Finn smiles softly. “You couldn’t slow us down if you tried.”

My pulse stutters. My grip on the mug tightens. I feel my cheeks heat, my chest flutter, my legs go warm under Kael’s shirt.

I whisper, “I don’t know how to be... this.”

Kael’s voice goes quiet as breath. “We’ll show you.”

Finn nods. “One piece at a time.”

Atlas steps nearer, close enough his presence brushes the air around me. “We’re not going anywhere.”

I look at each of them, heart pounding.

“I want...” The words die in my throat. I swallow. “I want to feel safe today.”

Kael nods once. “Pick who walks you.”

Another choice.

Another moment where all three stand still and let me set the direction.

I breathe in, shaky. “Kael.”

His exhale is barely audible—but it vibrates through the space between us.

Finn nods with a soft smile that hurts in a good way.

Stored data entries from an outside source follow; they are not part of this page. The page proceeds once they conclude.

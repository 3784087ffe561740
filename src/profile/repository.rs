//! `ProfileRepository`: owned data-access layer for the profile.
//!
//! Holds the in-memory profile, hands out owned snapshots, and writes every
//! merge through to the key-value store before accepting the next one.

use std::sync::Arc;

use serde_json::{Map, Value};
use tokio::sync::Mutex;
use tracing::{debug, info, warn};

use super::merge::shallow_merge;
use super::model::{Profile, Task};
use crate::error::{StoreError, UpdateError};
use crate::store::KeyValueStore;

/// Outcome of reading the stored profile.
enum Stored {
    Found(Profile),
    Missing,
    Unreadable,
}

pub struct ProfileRepository {
    store: Arc<dyn KeyValueStore>,
    key: String,
    /// Held across merge and persist so writes never interleave.
    current: Mutex<Profile>,
}

impl ProfileRepository {
    /// Load the profile stored under `key`, creating it on first run.
    ///
    /// - No entry: the default profile is written and held.
    /// - Entry present but unreadable: the default is held in memory only,
    ///   leaving the stored document untouched.
    /// - Otherwise the stored profile is held as-is.
    pub async fn open(store: Arc<dyn KeyValueStore>, key: impl Into<String>) -> Self {
        let key = key.into();
        let profile = match read(store.as_ref(), &key).await {
            Stored::Found(profile) => {
                debug!(key = %key, "Loaded stored profile");
                profile
            }
            Stored::Missing => {
                let profile = Profile::default();
                match write(store.as_ref(), &key, &profile).await {
                    Ok(()) => info!(key = %key, "Created default profile"),
                    Err(e) => warn!(key = %key, error = %e, "Failed to persist default profile"),
                }
                profile
            }
            Stored::Unreadable => Profile::default(),
        };

        Self {
            store,
            key,
            current: Mutex::new(profile),
        }
    }

    /// The store key this repository reads and writes.
    pub fn key(&self) -> &str {
        &self.key
    }

    /// Read the stored profile. Any read or parse failure yields `None`.
    pub async fn load(&self) -> Option<Profile> {
        match read(self.store.as_ref(), &self.key).await {
            Stored::Found(profile) => Some(profile),
            Stored::Missing | Stored::Unreadable => None,
        }
    }

    /// Write `profile` to the store. Does not touch the in-memory copy.
    pub async fn save(&self, profile: &Profile) -> Result<(), StoreError> {
        write(self.store.as_ref(), &self.key, profile).await
    }

    /// An owned copy of the current profile.
    pub async fn snapshot(&self) -> Profile {
        self.current.lock().await.clone()
    }

    /// Shallow-merge `data` into the profile and persist the result.
    ///
    /// The merged profile replaces the in-memory copy even if the write
    /// fails; the failure is logged and the change stays unsynced.
    pub async fn apply_update(&self, data: &Map<String, Value>) -> Result<Profile, UpdateError> {
        let mut current = self.current.lock().await;
        let merged = shallow_merge(&current, data)?;
        *current = merged.clone();

        let keys: Vec<&str> = data.keys().map(String::as_str).collect();
        match write(self.store.as_ref(), &self.key, &merged).await {
            Ok(()) => info!(keys = ?keys, "Profile updated"),
            Err(e) => warn!(keys = ?keys, error = %e, "Profile updated in memory but not persisted"),
        }

        Ok(merged)
    }

    /// Append a pending task (a reminder) and persist the result.
    pub async fn add_task(&self, text: &str) -> Profile {
        let mut current = self.current.lock().await;
        current.lists.tasks.push(Task::new(text.trim()));
        let profile = current.clone();

        match write(self.store.as_ref(), &self.key, &profile).await {
            Ok(()) => info!(tasks = profile.lists.tasks.len(), "Task added"),
            Err(e) => warn!(error = %e, "Task added in memory but not persisted"),
        }
        profile
    }
}

async fn read(store: &dyn KeyValueStore, key: &str) -> Stored {
    match store.get(key).await {
        Ok(Some(raw)) => match serde_json::from_str::<Profile>(&raw) {
            Ok(profile) => Stored::Found(profile),
            Err(e) => {
                warn!(key = %key, error = %e, "Stored profile could not be parsed");
                Stored::Unreadable
            }
        },
        Ok(None) => Stored::Missing,
        Err(e) => {
            warn!(key = %key, error = %e, "Failed to read stored profile");
            Stored::Unreadable
        }
    }
}

async fn write(store: &dyn KeyValueStore, key: &str, profile: &Profile) -> Result<(), StoreError> {
    let raw = serde_json::to_string(profile).map_err(|e| StoreError::Serialization(e.to_string()))?;
    store.set(key, &raw).await
}
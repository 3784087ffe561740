//! `KeyValueStore` trait: the host-supplied get/set primitives.

use async_trait::async_trait;

use crate::error::StoreError;

/// Backend-agnostic string key-value store.
///
/// Values are opaque strings; callers store JSON documents in them.
#[async_trait]
pub trait KeyValueStore: Send + Sync {
    /// Fetch the value stored under `key`, if any.
    async fn get(&self, key: &str) -> Result<Option<String>, StoreError>;

    /// Insert or overwrite the value stored under `key`.
    async fn set(&self, key: &str, value: &str) -> Result<(), StoreError>;

    /// Remove `key`. Returns whether an entry existed.
    async fn delete(&self, key: &str) -> Result<bool, StoreError>;
}
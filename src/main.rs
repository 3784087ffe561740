use std::sync::Arc;

use anyhow::Context;
use tracing_appender::non_blocking::WorkerGuard;

use aura_assist::app;
use aura_assist::assistant::{AssistantRouteState, assistant_routes};
use aura_assist::channels::CliChannel;
use aura_assist::config::AuraConfig;

/// Log to stderr, or to a daily rolling file when a log directory is set.
fn init_tracing(config: &AuraConfig) -> Option<WorkerGuard> {
    let filter = tracing_subscriber::EnvFilter::try_from_default_env()
        .unwrap_or_else(|_| tracing_subscriber::EnvFilter::new("info"));

    match &config.log_dir {
        Some(dir) => {
            let appender = tracing_appender::rolling::daily(dir, "aura.log");
            let (writer, guard) = tracing_appender::non_blocking(appender);
            tracing_subscriber::fmt()
                .with_env_filter(filter)
                .with_writer(writer)
                .with_ansi(false)
                .init();
            Some(guard)
        }
        None => {
            tracing_subscriber::fmt()
                .with_env_filter(filter)
                .with_writer(std::io::stderr)
                .with_target(false)
                .init();
            None
        }
    }
}

#[tokio::main]
async fn main() -> anyhow::Result<()> {
    let config = app::load_config().unwrap_or_else(|e| {
        eprintln!("Error: {e}");
        eprintln!("  export ANTHROPIC_API_KEY=sk-ant-...");
        std::process::exit(1);
    });

    let _log_guard = init_tracing(&config);

    eprintln!("✨ AURA v{}", env!("CARGO_PKG_VERSION"));
    eprintln!("   Model: {}", config.model);
    eprintln!("   Store: {}", config.db_path.display());

    let session = app::open_session(&config)
        .await
        .with_context(|| format!("starting with store at {}", config.db_path.display()))?;

    if let Some(port) = config.http_port {
        let router = assistant_routes(AssistantRouteState {
            session: Arc::clone(&session),
        });
        let listener = tokio::net::TcpListener::bind(("0.0.0.0", port))
            .await
            .with_context(|| format!("binding HTTP port {port}"))?;
        eprintln!("   API: http://0.0.0.0:{port}/api/dashboard");
        tokio::spawn(async move {
            tracing::info!(port, "HTTP API started");
            if let Err(e) = axum::serve(listener, router).await {
                tracing::error!(error = %e, "HTTP API stopped");
            }
        });
    }

    CliChannel::new(session).run().await?;
    eprintln!("Goodbye!");
    Ok(())
}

Atlas grunts his approval, low and warm.

Kael straightens slowly, like he’s afraid moving too fast will break the moment. “Alright,” he murmurs. “We’ll leave when you’re ready.”

I stand, and for the first time in months, my body doesn’t tense at the idea of stepping outside.

Not because the fear is gone.

Because I’m not stepping outside alone.